The rhetorical hand-wringing in mainstream, reputable media of extra-judicial killings of blacks by police shares a common theme with many other political developments in the US. Voter registration laws, gerrymandering of black electoral districts, mandatory sentencing laws, repealing or proscribing of mandatory minimum wage laws, opposition to universal health care, and the slashing of social security benefits are spawned from the same tolerance for covert racism. They directly target the community of slaves brought against their will to build the country, who were supposed to have been free to enjoy prosperity alongside their fellow Americans, but have been willfully kept disenfranchised for generations since by the most conspicuous weapon of violence democracies possess: racist legislation.
The world is a grateful benefactor of American ingenuity, innovation and perseverance, as well as to the democractic principles advanced in the Declaration of Independence and Bill of Rights. These are treasures in the human endeavour that rightly win admiration throughout the free, industrialized world. That is why the stridency with which so many Americans and their leaders deny racism, espouse racist policies, and condone wicked, racially-tinged actions by institutions at the heart of the nation’s democracy irrevocably tarnishes its reputation. It is a sad renunciation of the great spirit America was founded upon, and is by equal degrees the source of its declining moral suasion in global matters.
It is a state of affairs that renders President Lincoln’s words all too prophetic, another prescient example of his status as a luminary in American history. As he foresaw, the zeal of racism in spite of widespread American denunciation, has indeed robbed the nation of its just influence in the world. If there is anything to be salvaged from these terrible tragedies, one hopes it is the will to reflect on the massive gulf between the goodness Americans extol in themselves and the realities in the maligned existence of the powerless and vulnerable among them. It is a shameful come-down for a nation with such enormous prospects.

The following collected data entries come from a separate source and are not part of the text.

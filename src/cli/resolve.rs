//! Single key resolution command.

use crate::cli::common::{load_config, load_layout, parse_key, CliError, CliResult};
use crate::constants::NEUTRAL_STATE;
use crate::keycode_db::KeycodeDb;
use crate::models::Settings;
use crate::services::{KeyResolver, Outcome};
use clap::Args;
use serde::Serialize;
use std::path::{Path, PathBuf};

/// Show what a key produces on a layer in a state
#[derive(Debug, Clone, Args)]
pub struct ResolveArgs {
    /// Path to the .keylayout file
    #[arg(short, long, value_name = "FILE")]
    pub layout: PathBuf,

    /// Key code (decimal or 0x hex) or KLE ISO name (e.g., "#Q")
    #[arg(short, long, value_name = "KEY")]
    pub key: String,

    /// Layer (modifier combination) index
    #[arg(long, default_value_t = 0)]
    pub layer: u8,

    /// Dead-key state to resolve in
    #[arg(long, default_value = NEUTRAL_STATE)]
    pub state: String,

    /// Key map set id (defaults to config, then "ISO")
    #[arg(long, value_name = "ID")]
    pub map_set: Option<String>,

    /// Output as JSON
    #[arg(long)]
    pub json: bool,
}

#[derive(Debug, Serialize)]
struct ResolveResult {
    map_set: String,
    layer: u8,
    state: String,
    key_code: u8,
    #[serde(skip_serializing_if = "Option::is_none")]
    key_name: Option<String>,
    outcome: &'static str,
    #[serde(skip_serializing_if = "Option::is_none")]
    value: Option<String>,
}

impl ResolveArgs {
    /// Execute the resolve command
    pub fn execute(&self, config_path: Option<&Path>) -> CliResult<()> {
        let config = load_config(config_path)?;
        let layout = load_layout(&self.layout)?;
        let keycodes = KeycodeDb::load()
            .map_err(|e| CliError::io(format!("Failed to load keycode database: {e}")))?;

        let key_code = parse_key(&self.key, &keycodes)?;
        let map_set = config.effective_map_set(self.map_set.as_deref(), &Settings::default());

        if layout.key_map_set(&map_set).is_none() {
            return Err(CliError::validation(format!(
                "Key map set '{map_set}' not found in layout"
            )));
        }

        let outcome =
            KeyResolver::new(&layout).resolve(&map_set, &self.state, self.layer, key_code)?;

        let summary = match &outcome {
            Outcome::Text(text) => format!("Output:  {text:?}"),
            Outcome::Transition(next) => format!("Dead key → {next}"),
            Outcome::Absent => "Output:  (none)".to_string(),
        };
        let (kind, value) = match outcome {
            Outcome::Text(text) => ("text", Some(text)),
            Outcome::Transition(next) => ("transition", Some(next)),
            Outcome::Absent => ("absent", None),
        };

        let result = ResolveResult {
            map_set,
            layer: self.layer,
            state: self.state.clone(),
            key_code,
            key_name: keycodes.name_for(key_code).map(str::to_string),
            outcome: kind,
            value,
        };

        if self.json {
            println!(
                "{}",
                serde_json::to_string_pretty(&result)
                    .map_err(|e| CliError::io(format!("Failed to serialize JSON: {e}")))?
            );
        } else {
            let key = match &result.key_name {
                Some(name) => format!("{:#04x} ({name})", result.key_code),
                None => format!("{:#04x}", result.key_code),
            };
            println!("Key:     {key}");
            println!("Map set: {}", result.map_set);
            println!("Layer:   {}", result.layer);
            println!("State:   {}", result.state);
            println!("{summary}");
        }

        Ok(())
    }
}
//! KLE legend generation command.

use crate::cli::common::{load_config, load_layout, load_settings, CliError, CliResult};
use crate::export::{generate_kle_legends, LegendContext};
use crate::keycode_db::KeycodeDb;
use crate::services::KeyResolver;
use clap::Args;
use std::fs;
use std::path::{Path, PathBuf};
use tracing::info;

/// Fill a KLE chart with legends generated from a layout
#[derive(Debug, Clone, Args)]
pub struct LegendsArgs {
    /// Path to the .keylayout file
    #[arg(short, long, value_name = "FILE")]
    pub layout: PathBuf,

    /// KLE JSON chart whose key labels name ISO keys (e.g., "#Q")
    #[arg(short, long, value_name = "FILE")]
    pub kle: PathBuf,

    /// Settings JSON (legend placements, merges, substitutions)
    #[arg(short, long, value_name = "FILE")]
    pub settings: Option<PathBuf>,

    /// Key map set id (defaults to settings, config, then "ISO")
    #[arg(long, value_name = "ID")]
    pub map_set: Option<String>,

    /// Write the chart here instead of stdout
    #[arg(short, long, value_name = "FILE")]
    pub output: Option<PathBuf>,
}

impl LegendsArgs {
    /// Execute the legends command
    pub fn execute(&self, config_path: Option<&Path>) -> CliResult<()> {
        let config = load_config(config_path)?;
        let layout = load_layout(&self.layout)?;
        let settings = load_settings(self.settings.as_deref(), &config)?;
        let map_set = config.effective_map_set(self.map_set.as_deref(), &settings);

        if layout.key_map_set(&map_set).is_none() {
            return Err(CliError::validation(format!(
                "Key map set '{map_set}' not found in layout"
            )));
        }

        let kle_content = fs::read_to_string(&self.kle).map_err(|e| {
            CliError::io(format!(
                "Failed to read KLE file {}: {e}",
                self.kle.display()
            ))
        })?;
        let kle: serde_json::Value = serde_json::from_str(&kle_content).map_err(|e| {
            CliError::io(format!(
                "Failed to parse KLE file {}: {e}",
                self.kle.display()
            ))
        })?;

        let keycodes = KeycodeDb::load()
            .map_err(|e| CliError::io(format!("Failed to load keycode database: {e}")))?;

        let ctx = LegendContext {
            resolver: KeyResolver::new(&layout),
            settings: &settings,
            map_set: &map_set,
            keycodes: &keycodes,
        };

        let chart = generate_kle_legends(&kle, &ctx)
            .map_err(|e| CliError::from_anyhow("Legend generation failed", &e))?;
        let json = serde_json::to_string_pretty(&chart)
            .map_err(|e| CliError::io(format!("Failed to serialize JSON: {e}")))?;

        match &self.output {
            Some(path) => {
                fs::write(path, format!("{json}\n"))
                    .map_err(|e| CliError::io(format!("Failed to write output file: {e}")))?;
                info!(path = %path.display(), "wrote KLE chart");
                eprintln!("✓ Wrote {}", path.display());
            }
            None => println!("{json}"),
        }

        Ok(())
    }
}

The desire to reclaim the noble aspirations upon which America was founded cannot come to fruition unless the cowardice of fear as a unifying principle is dispensed with for political gain and compassion is made to stand in its place. If there is to be no just compromise following this Missouri tragedy, if there are more Michael Browns in American streets, if there are more rhetorical flourishes to cultivate tolerance for acts of covert racism, then fear will have won and American interests advanced by appeal to what is morally just and right will be dismissed as insincere shibboleths around the world. They will seem like words as hollow as the promise of justice denied to powerless Americans who suffer, and need it most.